Ingmar Bergman’s darkly comic 1958 film The Magician is one of the Swedish auteur’s lesser-known, underrated masterpieces, an intense yet funny, and fun, work about art, science, faith, death, and the power of the movies themselves. When Vogler’s Magnetic Health Theater comes to town, the local triumvirate of Dr. Vergérus (Gunnar Björnstrand), police commissioner Starbeck (Toivo Pawlo), and Consul Egerman (Erland Josephson) brings the traveling troupe in for questioning, forcing them to spend the night as guests in Egerman’s home. The three men seek to prove that mesmerist Albert Emanuel Vogler (Max von Sydow), his assistant, Mr. Aman (Ingrid Thulin), a witchy grandmother (Naima Wifstrand), and their promoter, Tubal (Åke Fridell), are a bunch of frauds. The interrogations delve into such Bergmanesque topics as science vs. reason, good vs. evil, life and death, and the existence of God. As various potions are dispensed to and tricks played on a staff that includes maid Sara (Bibi Andersson), cook Sofia Garp (Sif Ruud), and stableman Antonsson (Oscar Ljung) in addition to Starbeck’s wife (Ulla Sjöblom) and Egerman’s spouse (Gertrud Fridh), a series of romantic rendezvous take place, along with some genuine horror, leading to a thrillingly ambiguous ending.

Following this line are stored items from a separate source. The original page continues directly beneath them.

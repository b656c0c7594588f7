//! Shared infrastructure for the xcpack workspace.
//!
//! Provides the external-process abstraction used by the fetcher and the
//! per-architecture builder, and the validated SHA-256 digest type shared
//! by packaging, manifest generation, and verification.

pub mod command;
pub mod digest;
#[cfg(any(test, feature = "test-support"))]
pub mod test_support;

pub use command::{
    CommandError, CommandExecutor, CommandSpec, SystemCommandExecutor, run_checked,
};
pub use digest::{DigestError, Sha256Digest, compute_sha256, sha256_of_bytes};
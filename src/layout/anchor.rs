use std::fmt::Write as _;

use serde::{Deserialize, Serialize};

use super::{LayoutNode, Point};

const DEFAULT_CURVATURE: f32 = 0.25;

/// Compass side of a box where a connector attaches.
#[derive(Debug, Clone, Copy, PartialEq, Eq, Hash, Serialize, Deserialize)]
#[serde(rename_all = "lowercase")]
pub enum AnchorSide {
    Top,
    Bottom,
    Left,
    Right,
}

impl AnchorSide {
    pub fn as_str(self) -> &'static str {
        match self {
            Self::Top => "top",
            Self::Bottom => "bottom",
            Self::Left => "left",
            Self::Right => "right",
        }
    }
}

/// Axis-aligned box described by its center and half extents.
#[derive(Debug, Clone, Copy, PartialEq, Serialize, Deserialize)]
#[serde(rename_all = "camelCase")]
pub struct BoxGeometry {
    pub center: Point,
    pub half_width: f32,
    pub half_height: f32,
}

impl BoxGeometry {
    pub fn new(center: Point, width: f32, height: f32) -> Self {
        Self {
            center,
            half_width: width / 2.0,
            half_height: height / 2.0,
        }
    }

    /// Box from a top-left corner and size, the shape nodes are stored in.
    pub fn from_top_left(x: f32, y: f32, width: f32, height: f32) -> Self {
        Self::new(Point::new(x + width / 2.0, y + height / 2.0), width, height)
    }
}

impl From<&LayoutNode> for BoxGeometry {
    fn from(node: &LayoutNode) -> Self {
        Self::from_top_left(node.position.x, node.position.y, node.width, node.height)
    }
}

#[derive(Debug, Clone, Copy, PartialEq, Serialize, Deserialize)]
#[serde(rename_all = "camelCase")]
pub struct EdgeAnchors {
    pub source: Point,
    pub target: Point,
    pub source_side: AnchorSide,
    pub target_side: AnchorSide,
}

/// Where the straight line between two box centers leaves each box, and the
/// side it leaves through.
pub fn resolve_anchors(source: &BoxGeometry, target: &BoxGeometry) -> EdgeAnchors {
    let source_point = boundary_intersection(source, target.center);
    let target_point = boundary_intersection(target, source.center);
    EdgeAnchors {
        source: source_point,
        target: target_point,
        source_side: side_of(source, source_point),
        target_side: side_of(target, target_point),
    }
}

fn boundary_intersection(node: &BoxGeometry, toward: Point) -> Point {
    let Point { x: cx, y: cy } = node.center;
    let dx = toward.x - cx;
    let dy = toward.y - cy;
    if dx == 0.0 && dy == 0.0 {
        return node.center;
    }

    let slope = dy / dx;
    if slope.abs() <= node.half_height / node.half_width {
        let x = if dx > 0.0 {
            cx + node.half_width
        } else {
            cx - node.half_width
        };
        Point::new(x, cy + slope * (x - cx))
    } else {
        let y = if dy > 0.0 {
            cy + node.half_height
        } else {
            cy - node.half_height
        };
        Point::new(cx + (y - cy) / slope, y)
    }
}

fn side_of(node: &BoxGeometry, point: Point) -> AnchorSide {
    let px = (point.x - node.center.x) / node.half_width;
    let py = (point.y - node.center.y) / node.half_height;
    if px.abs() > py.abs() {
        if px > 0.0 {
            AnchorSide::Right
        } else {
            AnchorSide::Left
        }
    } else if py > 0.0 {
        AnchorSide::Bottom
    } else {
        AnchorSide::Top
    }
}

/// Cubic connector between two anchors.
#[derive(Debug, Clone, Copy, PartialEq, Serialize, Deserialize)]
#[serde(rename_all = "camelCase")]
pub struct BezierPath {
    pub source: Point,
    pub control_source: Point,
    pub control_target: Point,
    pub target: Point,
    pub label_point: Point,
}

impl BezierPath {
    pub fn from_anchors(anchors: &EdgeAnchors, curvature: f32) -> Self {
        let control_source = control_point(anchors.source, anchors.target, anchors.source_side, curvature);
        let control_target = control_point(anchors.target, anchors.source, anchors.target_side, curvature);
        let label_point = Point::new(
            anchors.source.x * 0.125
                + control_source.x * 0.375
                + control_target.x * 0.375
                + anchors.target.x * 0.125,
            anchors.source.y * 0.125
                + control_source.y * 0.375
                + control_target.y * 0.375
                + anchors.target.y * 0.125,
        );
        Self {
            source: anchors.source,
            control_source,
            control_target,
            target: anchors.target,
            label_point,
        }
    }

    pub fn to_svg_path(&self) -> String {
        let mut d = String::new();
        let _ = write!(
            d,
            "M{:.2},{:.2} C{:.2},{:.2} {:.2},{:.2} {:.2},{:.2}",
            self.source.x,
            self.source.y,
            self.control_source.x,
            self.control_source.y,
            self.control_target.x,
            self.control_target.y,
            self.target.x,
            self.target.y
        );
        d
    }
}

/// Floating connector between two boxes with the default curvature.
pub fn floating_edge_path(source: &BoxGeometry, target: &BoxGeometry) -> BezierPath {
    BezierPath::from_anchors(&resolve_anchors(source, target), DEFAULT_CURVATURE)
}

fn control_offset(distance: f32, curvature: f32) -> f32 {
    if distance >= 0.0 {
        0.5 * distance
    } else {
        curvature * 25.0 * (-distance).sqrt()
    }
}

/// Pushes `from` outward along the normal of `side`.
fn control_point(from: Point, to: Point, side: AnchorSide, curvature: f32) -> Point {
    match side {
        AnchorSide::Left => Point::new(from.x - control_offset(from.x - to.x, curvature), from.y),
        AnchorSide::Right => Point::new(from.x + control_offset(to.x - from.x, curvature), from.y),
        AnchorSide::Top => Point::new(from.x, from.y - control_offset(from.y - to.y, curvature)),
        AnchorSide::Bottom => Point::new(from.x, from.y + control_offset(to.y - from.y, curvature)),
    }
}
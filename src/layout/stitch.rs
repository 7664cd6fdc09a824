use super::{LayoutNode, Point, ROOT_ID};

/// Joins the two independently layered halves around a shared root.
///
/// Both halves are expected to carry their own copy of the root. The right
/// half is kept in place and its root is pinned onto the vertical axis; the
/// left half is mirrored across that axis and its root copy is dropped.
pub(super) fn stitch(right: Vec<LayoutNode>, left: Vec<LayoutNode>) -> Vec<LayoutNode> {
    let center_y = shared_center_y(&right, &left);
    let mut nodes = Vec::with_capacity(right.len() + left.len());

    for mut node in right {
        if node.id == ROOT_ID {
            node.position = Point::new(-node.width / 2.0, center_y - node.height / 2.0);
        }
        nodes.push(node);
    }
    nodes.extend(
        left.into_iter()
            .filter(|node| node.id != ROOT_ID)
            .map(mirror_horizontally),
    );
    nodes
}

/// Midpoint of the lowest and highest box bottoms over both halves.
fn shared_center_y(right: &[LayoutNode], left: &[LayoutNode]) -> f32 {
    let (min_y, max_y) = right
        .iter()
        .chain(left)
        .map(|node| node.position.y + node.height)
        .fold((f32::INFINITY, f32::NEG_INFINITY), |(lo, hi), bottom| {
            (lo.min(bottom), hi.max(bottom))
        });
    if min_y.is_finite() && max_y.is_finite() {
        (min_y + max_y) / 2.0
    } else {
        0.0
    }
}

fn mirror_horizontally(mut node: LayoutNode) -> LayoutNode {
    node.position.x = -node.position.x - node.width;
    node
}

#[cfg(test)]
mod tests {
    use super::*;
    use crate::layout::{NodeStyle, Side};

    fn node(id: &str, x: f32, y: f32, width: f32, height: f32, side: Side) -> LayoutNode {
        LayoutNode {
            id: id.to_string(),
            label: id.to_string(),
            width,
            height,
            position: Point::new(x, y),
            side,
            branch_color: None,
            branch_index: None,
            depth: usize::from(id != ROOT_ID),
            is_root: id == ROOT_ID,
            style: NodeStyle {
                background: String::new(),
                border: String::new(),
                border_radius: String::new(),
                color: String::new(),
                font_family: String::new(),
                font_size: 14.0,
                font_weight: 500,
                padding: 10.0,
                box_shadow: String::new(),
            },
        }
    }

    #[test]
    fn root_copy_from_left_is_dropped() {
        let right = vec![
            node(ROOT_ID, 0.0, 0.0, 280.0, 280.0, Side::Root),
            node("a", 480.0, 110.0, 240.0, 60.0, Side::Right),
        ];
        let left = vec![
            node(ROOT_ID, 0.0, 0.0, 280.0, 280.0, Side::Root),
            node("b", 480.0, 110.0, 240.0, 60.0, Side::Left),
        ];
        let nodes = stitch(right, left);
        let ids: Vec<&str> = nodes.iter().map(|n| n.id.as_str()).collect();
        assert_eq!(ids, vec![ROOT_ID, "a", "b"]);
    }

    #[test]
    fn left_half_mirrors_across_axis() {
        let right = vec![
            node(ROOT_ID, 0.0, 0.0, 280.0, 280.0, Side::Root),
            node("a", 480.0, 110.0, 240.0, 60.0, Side::Right),
        ];
        let left = vec![
            node(ROOT_ID, 0.0, 0.0, 280.0, 280.0, Side::Root),
            node("b", 480.0, 110.0, 240.0, 60.0, Side::Left),
        ];
        let nodes = stitch(right, left);
        assert_eq!(nodes[1].position, Point::new(480.0, 110.0));
        assert_eq!(nodes[2].position, Point::new(-720.0, 110.0));
    }

    #[test]
    fn root_pinned_on_shared_center() {
        let right = vec![
            node(ROOT_ID, 0.0, 40.0, 280.0, 280.0, Side::Root),
            node("a", 480.0, 0.0, 240.0, 60.0, Side::Right),
        ];
        let left = vec![
            node(ROOT_ID, 0.0, 0.0, 280.0, 280.0, Side::Root),
            node("b", 480.0, 300.0, 240.0, 100.0, Side::Left),
        ];
        // bottoms: 320, 60, 280, 400
        let nodes = stitch(right, left);
        let root = &nodes[0];
        assert_eq!(root.position, Point::new(-140.0, 230.0 - 140.0));
        assert_eq!(root.center(), Point::new(0.0, 230.0));
    }

    #[test]
    fn lone_root_lands_on_origin_row() {
        let nodes = stitch(
            vec![node(ROOT_ID, 0.0, 0.0, 280.0, 280.0, Side::Root)],
            vec![node(ROOT_ID, 0.0, 0.0, 280.0, 280.0, Side::Root)],
        );
        assert_eq!(nodes.len(), 1);
        assert_eq!(nodes[0].center(), Point::new(0.0, 280.0));
    }

    #[test]
    fn empty_halves_produce_nothing() {
        assert!(stitch(Vec::new(), Vec::new()).is_empty());
    }
}
use serde::Deserialize;
use thiserror::Error;

/// One concept of a note tree, as produced by the note analysis service.
#[derive(Debug, Clone, Default, PartialEq, Deserialize)]
pub struct InputNode {
    #[serde(default)]
    pub id: Option<String>,
    #[serde(default)]
    pub label: String,
    #[serde(default)]
    pub children: Vec<InputNode>,
    /// Explicit box size carried over from an earlier, user-resized layout.
    #[serde(default, alias = "size")]
    pub style: Option<SizeHint>,
}

/// Raw width/height pair. Values stay untyped so that a malformed override
/// degrades to the estimator instead of failing the whole tree.
#[derive(Debug, Clone, Default, PartialEq, Deserialize)]
pub struct SizeHint {
    #[serde(default)]
    pub width: Option<serde_json::Value>,
    #[serde(default)]
    pub height: Option<serde_json::Value>,
}

impl SizeHint {
    pub fn numeric(width: f32, height: f32) -> Self {
        Self {
            width: serde_json::Number::from_f64(width as f64).map(serde_json::Value::Number),
            height: serde_json::Number::from_f64(height as f64).map(serde_json::Value::Number),
        }
    }

    /// Both dimensions as positive finite numbers, or `None`.
    pub fn resolve(&self) -> Option<(f32, f32)> {
        let width = self.width.as_ref()?.as_f64()? as f32;
        let height = self.height.as_ref()?.as_f64()? as f32;
        if width.is_finite() && height.is_finite() && width > 0.0 && height > 0.0 {
            Some((width, height))
        } else {
            None
        }
    }
}

impl InputNode {
    pub fn new(label: impl Into<String>) -> Self {
        Self {
            label: label.into(),
            ..Default::default()
        }
    }

    pub fn with_id(mut self, id: impl Into<String>) -> Self {
        self.id = Some(id.into());
        self
    }

    pub fn with_children(mut self, children: Vec<InputNode>) -> Self {
        self.children = children;
        self
    }

    pub fn with_size(mut self, width: f32, height: f32) -> Self {
        self.style = Some(SizeHint::numeric(width, height));
        self
    }

    pub fn node_count(&self) -> usize {
        1 + self.children.iter().map(InputNode::node_count).sum::<usize>()
    }
}

#[derive(Debug, Error)]
pub enum NoteTreeError {
    #[error("note analysis failed: {0}")]
    Service(String),
    #[error("invalid note tree JSON: {0}")]
    Json(#[from] serde_json::Error),
}

/// Decode a note tree payload. `null` decodes to `None`.
pub fn parse_note_tree(input: &str) -> Result<Option<InputNode>, NoteTreeError> {
    let value: serde_json::Value = serde_json::from_str(input.trim())?;
    if value.is_null() {
        return Ok(None);
    }
    if let Some(object) = value.as_object()
        && !object.contains_key("label")
        && !object.contains_key("children")
        && let Some(message) = object.get("error").and_then(|v| v.as_str())
    {
        return Err(NoteTreeError::Service(message.to_string()));
    }
    let node: InputNode = serde_json::from_value(value)?;
    Ok(Some(node))
}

Max von Sydow is mesmerizing as mesmerist and Ingmar Bergman alter ego Albert Emanuel Vogler in THE MAGICIAN

Max von Sydow is mesmerizing as mesmerist and Ingmar Bergman alter ego Albert Emanuel Vogler in THE MAGICIAN

Von Sydow is mesmerizing as the mesmerist, a silent, brooding man in a sharp beard and mustache, his penetrating eyes a character all their own. (The original title of the film is Ansiktet, which means “Face.”) His showdowns with Dr. Vergerus serve as Bergman’s defense of the art of film itself, an illusion of light and shadow and suspension of belief. Meanwhile, Tubal and wandering drunk Johan Spegel (Bengt Ekerot) offer comic relief and a needed level of absurdity to the serious proceedings. The film is superbly shot in black-and-white by cinematographer Gunnar Fischer, maintaining an appropriately creepy and mysterious look throughout. It also introduces character names into Bergman’s canon, appellations such as Vogler, Vergérus, and Egerman, that will show up again in such future works as Persona (with Liv Ullmann as actress Elisabet Vogler, who has stopped speaking, and Björnstrand as Mr. Vogler), Hour of the Wolf (with Thulin as Veronica Vogler, a former lover haunting von Sydow’s painter Johan Borg), Fanny and Alexander (with Jan Malmsjö as Bishop Edvard Vergérus), and After the Rehearsal (with Josephson as theater director Henrik Vogler and Lena Olin as actress Anna Egerman). Winner of the Special Jury Prize at the 1959 Venice Film Festival, The Magician is screening August 2 at the Rubin Museum, introduced by sociologist and Union Theological Seminary assistant professor Samuel Cruz, PhD, concluding the Cabaret Cinema series “Say a Little Prayer,” held in conjunction with the exhibition “Count Your Blessings,” which opens August 2 and explores the use of prayer beads in various Buddhist traditions.